What the exercise asks
Copy out, from the data below, each line in which the word "BossReview" occurs.

Stored data entries:
*** Begin section ***
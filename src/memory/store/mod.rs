//! 持久化存储
//!
//! 会话、消息和用户长期事实的增/查/改原语，不含业务逻辑。
//!
//! ## 内置实现
//!
//! | 类型 | 说明 |
//! |------|------|
//! | [`InMemoryConversationStore`] | 进程内存，重启即清空，适合测试 |
//! | [`FileConversationStore`] | JSON 文件持久化，适合本地单机场景 |
//! | [`SqliteConversationStore`] | SQLite 持久化，每次调用一个事务 |
//!
//! ## 快速上手
//!
//! ```rust,no_run
//! use jarvis_memory::memory::store::{ConversationStore, SqliteConversationStore};
//! use jarvis_memory::memory::NewMessage;
//! use std::sync::Arc;
//!
//! # async fn example() -> jarvis_memory::error::Result<()> {
//! let store = Arc::new(SqliteConversationStore::open("~/.jarvis/jarvis.db")?);
//! let id = store.create_conversation(None).await?;
//! store.add_message(&id, NewMessage::user("明天提醒我交房租")).await?;
//! let recent = store.get_recent_messages(&id, 10).await?;
//! # Ok(())
//! # }
//! ```

#[cfg(test)]
pub(crate) mod contract;
mod file;
mod in_memory;
mod sqlite;
mod tables;

pub use file::FileConversationStore;
pub use in_memory::InMemoryConversationStore;
pub use sqlite::SqliteConversationStore;

use crate::error::{Result, StoreError};
use crate::memory::types::{Conversation, NewMessage, StoredMessage, UserFact};
use async_trait::async_trait;
use std::path::{Path, PathBuf};
use std::time::{SystemTime, UNIX_EPOCH};

// ── ConversationStore trait ──────────────────────────────────────────────────

/// 会话记忆的统一存储接口
///
/// 每个操作都是原子的；读不到的会话返回 `None`，
/// 写操作引用不存在的会话返回 [`StoreError::ConversationNotFound`]。
#[async_trait]
pub trait ConversationStore: Send + Sync {
    /// 新建会话，返回其 ID；给定标题时标题同时被锁定
    async fn create_conversation(&self, title: Option<&str>) -> Result<String>;

    async fn get_conversation(&self, id: &str) -> Result<Option<Conversation>>;

    /// 按 `updated_at` 倒序列出会话
    async fn list_conversations(
        &self,
        limit: usize,
        include_archived: bool,
    ) -> Result<Vec<Conversation>>;

    /// 修改标题，不改变 `updated_at`
    async fn update_conversation_title(&self, id: &str, title: &str) -> Result<()>;

    /// 锁定标题，之后自动生成不再覆盖
    async fn lock_conversation_title(&self, id: &str) -> Result<()>;

    /// 软删除（归档）
    async fn archive_conversation(&self, id: &str) -> Result<()>;

    /// 追加消息并前移会话的 `updated_at`，返回消息 ID
    async fn add_message(&self, conversation_id: &str, message: NewMessage) -> Result<String>;

    /// 最早的 `limit` 条消息，按时间正序
    async fn get_messages(&self, conversation_id: &str, limit: usize)
    -> Result<Vec<StoredMessage>>;

    /// 最新的 `limit` 条消息，按时间正序返回
    ///
    /// 这是朴素的尾部截断，可能把一对工具调用/结果切开，
    /// 不能直接作为模型输入。
    async fn get_recent_messages(
        &self,
        conversation_id: &str,
        limit: usize,
    ) -> Result<Vec<StoredMessage>>;

    /// 按 `(fact_type, key)` 写入或更新长期事实
    async fn set_user_fact(
        &self,
        fact_type: &str,
        key: &str,
        value: &str,
        confidence: f64,
    ) -> Result<()>;

    /// 不过滤时按 `(fact_type, key)` 排序；按类型过滤时按 `updated_at` 倒序
    async fn get_user_facts(&self, fact_type: Option<&str>) -> Result<Vec<UserFact>>;
}

// ── 工具函数 ─────────────────────────────────────────────────────────────────

pub(crate) fn now_millis() -> u64 {
    SystemTime::now()
        .duration_since(UNIX_EPOCH)
        .unwrap_or_default()
        .as_millis() as u64
}

/// 严格递增的时钟：同一毫秒内多次写入也能区分先后
pub(crate) fn next_timestamp(last: &mut u64) -> u64 {
    let ts = now_millis().max(*last + 1);
    *last = ts;
    ts
}

pub(crate) fn new_id() -> String {
    uuid::Uuid::new_v4().to_string()
}

pub(crate) fn validate_confidence(confidence: f64) -> Result<()> {
    if (0.0..=1.0).contains(&confidence) {
        Ok(())
    } else {
        Err(StoreError::InvalidRecord(format!(
            "confidence must be within 0..=1, got {}",
            confidence
        ))
        .into())
    }
}

pub(crate) fn expand_tilde(path: &Path) -> PathBuf {
    let s = path.to_string_lossy();
    if let Some(rest) = s.strip_prefix("~/")
        && let Some(home) = std::env::var("HOME")
            .ok()
            .or_else(|| std::env::var("USERPROFILE").ok())
    {
        return PathBuf::from(home).join(rest);
    }
    path.to_path_buf()
}

#[cfg(test)]
mod tests {
    use super::*;

    #[test]
    fn test_next_timestamp_strictly_increases() {
        let mut last = 0;
        let a = next_timestamp(&mut last);
        let b = next_timestamp(&mut last);
        let c = next_timestamp(&mut last);
        assert!(a < b && b < c);
    }

    #[test]
    fn test_validate_confidence() {
        assert!(validate_confidence(0.0).is_ok());
        assert!(validate_confidence(1.0).is_ok());
        assert!(validate_confidence(1.5).is_err());
        assert!(validate_confidence(f64::NAN).is_err());
    }

    #[test]
    fn test_expand_tilde_leaves_plain_paths() {
        assert_eq!(
            expand_tilde(Path::new("/tmp/jarvis.db")),
            PathBuf::from("/tmp/jarvis.db")
        );
    }
}
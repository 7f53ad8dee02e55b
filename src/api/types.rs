use chrono::NaiveDate;
use serde::{Deserialize, Serialize};

// ---------------------------------------------------------------------------
// Quests
// ---------------------------------------------------------------------------

#[derive(Debug, Clone, Copy, PartialEq, Eq, Hash, Serialize, Deserialize)]
#[serde(rename_all = "snake_case")]
pub enum QuestState {
    Locked,
    Available,
    InProgress,
    Completed,
    Mastered,
}

#[derive(Debug, Clone, PartialEq, Serialize, Deserialize)]
pub struct QuestSummary {
    pub id: i64,
    pub slug: String,
    pub world_id: String,
    pub track_id: String,
    pub order_index: i32,
    pub title: String,
    #[serde(default)]
    pub short_description: String,
    pub state: QuestState,
    #[serde(default)]
    pub best_score: Option<f64>,
    #[serde(default)]
    pub attempts: u32,
    #[serde(default)]
    pub unlocks_boss_id: Option<String>,
    #[serde(default)]
    pub unlocks_layout_id: Option<String>,
    #[serde(default)]
    pub base_xp_reward: i64,
    #[serde(default)]
    pub mastery_xp_bonus: i64,
}

#[derive(Debug, Clone, Copy, PartialEq, Eq, Hash, Serialize, Deserialize)]
#[serde(rename_all = "lowercase")]
pub enum UnlockKind {
    Boss,
    Layout,
}

#[derive(Debug, Clone, PartialEq, Eq, Serialize, Deserialize)]
pub struct UnlockDescriptor {
    #[serde(rename = "type")]
    pub kind: UnlockKind,
    pub id: String,
    #[serde(default, skip_serializing_if = "Option::is_none")]
    pub label: Option<String>,
}

impl UnlockDescriptor {
    pub fn display_label(&self) -> &str {
        self.label.as_deref().unwrap_or(&self.id)
    }
}

#[derive(Debug, Clone, Serialize)]
pub struct QuestSubmitRequest {
    pub code: String,
    #[serde(skip_serializing_if = "Option::is_none")]
    pub language: Option<String>,
}

#[derive(Debug, Clone, Default, PartialEq, Serialize, Deserialize)]
pub struct ProfileFlags {
    #[serde(default, skip_serializing_if = "Option::is_none")]
    pub bosses_unlocked: Option<Vec<String>>,
    #[serde(flatten)]
    pub extra: serde_json::Map<String, serde_json::Value>,
}

#[derive(Debug, Clone, Default, PartialEq, Serialize, Deserialize)]
pub struct ProfileSync {
    #[serde(default)]
    pub xp: Option<i64>,
    #[serde(default)]
    pub flags: Option<ProfileFlags>,
}

#[derive(Debug, Clone, PartialEq, Serialize, Deserialize)]
pub struct QuestSubmitResult {
    pub quest: QuestSummary,
    pub score: f64,
    pub passed: bool,
    #[serde(default)]
    pub xp_awarded: Option<i64>,
    #[serde(default)]
    pub unlock_events: Vec<UnlockDescriptor>,
    #[serde(default)]
    pub profile: Option<ProfileSync>,
}

impl QuestSubmitResult {
    pub fn bosses_unlocked(&self) -> Option<&[String]> {
        self.profile
            .as_ref()?
            .flags
            .as_ref()?
            .bosses_unlocked
            .as_deref()
    }
}

// ---------------------------------------------------------------------------
// World progress
// ---------------------------------------------------------------------------

#[derive(Debug, Clone, PartialEq, Serialize, Deserialize)]
pub struct TrackProgress {
    #[serde(default)]
    pub world_slug: String,
    pub track_slug: String,
    #[serde(default)]
    pub label: String,
    pub progress: f64,
    #[serde(default)]
    pub total_quests: u32,
    #[serde(default)]
    pub completed_quests: u32,
}

#[derive(Debug, Clone, Default, PartialEq, Serialize, Deserialize)]
pub struct WorldProgressResponse {
    #[serde(default)]
    pub tracks: Vec<TrackProgress>,
}

// ---------------------------------------------------------------------------
// Practice gauntlet
// ---------------------------------------------------------------------------

#[derive(Debug, Clone, Copy, PartialEq, Eq, Hash, PartialOrd, Ord, Serialize, Deserialize)]
#[serde(rename_all = "snake_case")]
pub enum PracticeItemType {
    QuestReview,
    BossReview,
    ProjectMaintenance,
}

impl PracticeItemType {
    pub const fn as_str(&self) -> &'static str {
        match self {
            Self::QuestReview => "quest_review",
            Self::BossReview => "boss_review",
            Self::ProjectMaintenance => "project_maintenance",
        }
    }
}

impl std::fmt::Display for PracticeItemType {
    fn fmt(&self, f: &mut std::fmt::Formatter<'_>) -> std::fmt::Result {
        write!(f, "{}", self.as_str())
    }
}

#[derive(Debug, Clone, Copy, PartialEq, Eq, Hash, Serialize, Deserialize)]
#[serde(rename_all = "lowercase")]
pub enum PracticeDifficulty {
    Easy,
    Medium,
    Hard,
}

#[derive(Debug, Clone, PartialEq, Serialize, Deserialize)]
pub struct PracticeItemView {
    /// `"{item_type}:{identifier}"`, stable for a given candidate.
    pub id: String,
    pub item_type: PracticeItemType,
    pub label: String,
    #[serde(default)]
    pub description: String,
    #[serde(default)]
    pub world_slug: Option<String>,
    #[serde(default)]
    pub project_slug: Option<String>,
    pub difficulty: PracticeDifficulty,
    #[serde(default)]
    pub rationale: String,
    #[serde(default)]
    pub struggle_score: u8,
}

#[derive(Debug, Clone, PartialEq, Serialize, Deserialize)]
pub struct DailyPracticePlan {
    pub date: NaiveDate,
    #[serde(default = "default_plan_label")]
    pub label: String,
    #[serde(default)]
    pub items: Vec<PracticeItemView>,
    #[serde(default)]
    pub completed_count: u32,
    #[serde(default)]
    pub total_count: u32,
    #[serde(default)]
    pub today_quests_completed: u32,
    #[serde(default)]
    pub today_bosses_cleared: u32,
    #[serde(default)]
    pub streak_days: Option<u32>,
}

impl DailyPracticePlan {
    pub fn empty(date: NaiveDate) -> Self {
        Self {
            date,
            label: default_plan_label(),
            items: Vec::new(),
            completed_count: 0,
            total_count: 0,
            today_quests_completed: 0,
            today_bosses_cleared: 0,
            streak_days: None,
        }
    }

    pub fn item_ids(&self) -> Vec<&str> {
        self.items.iter().map(|item| item.id.as_str()).collect()
    }

    pub fn today_trials_completed(&self) -> u32 {
        self.today_quests_completed + self.today_bosses_cleared
    }
}

pub(crate) fn default_plan_label() -> String {
    "Practice Gauntlet".to_string()
}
*** End section ***
Task output
    BossReview,
            Self::BossReview => "boss_review",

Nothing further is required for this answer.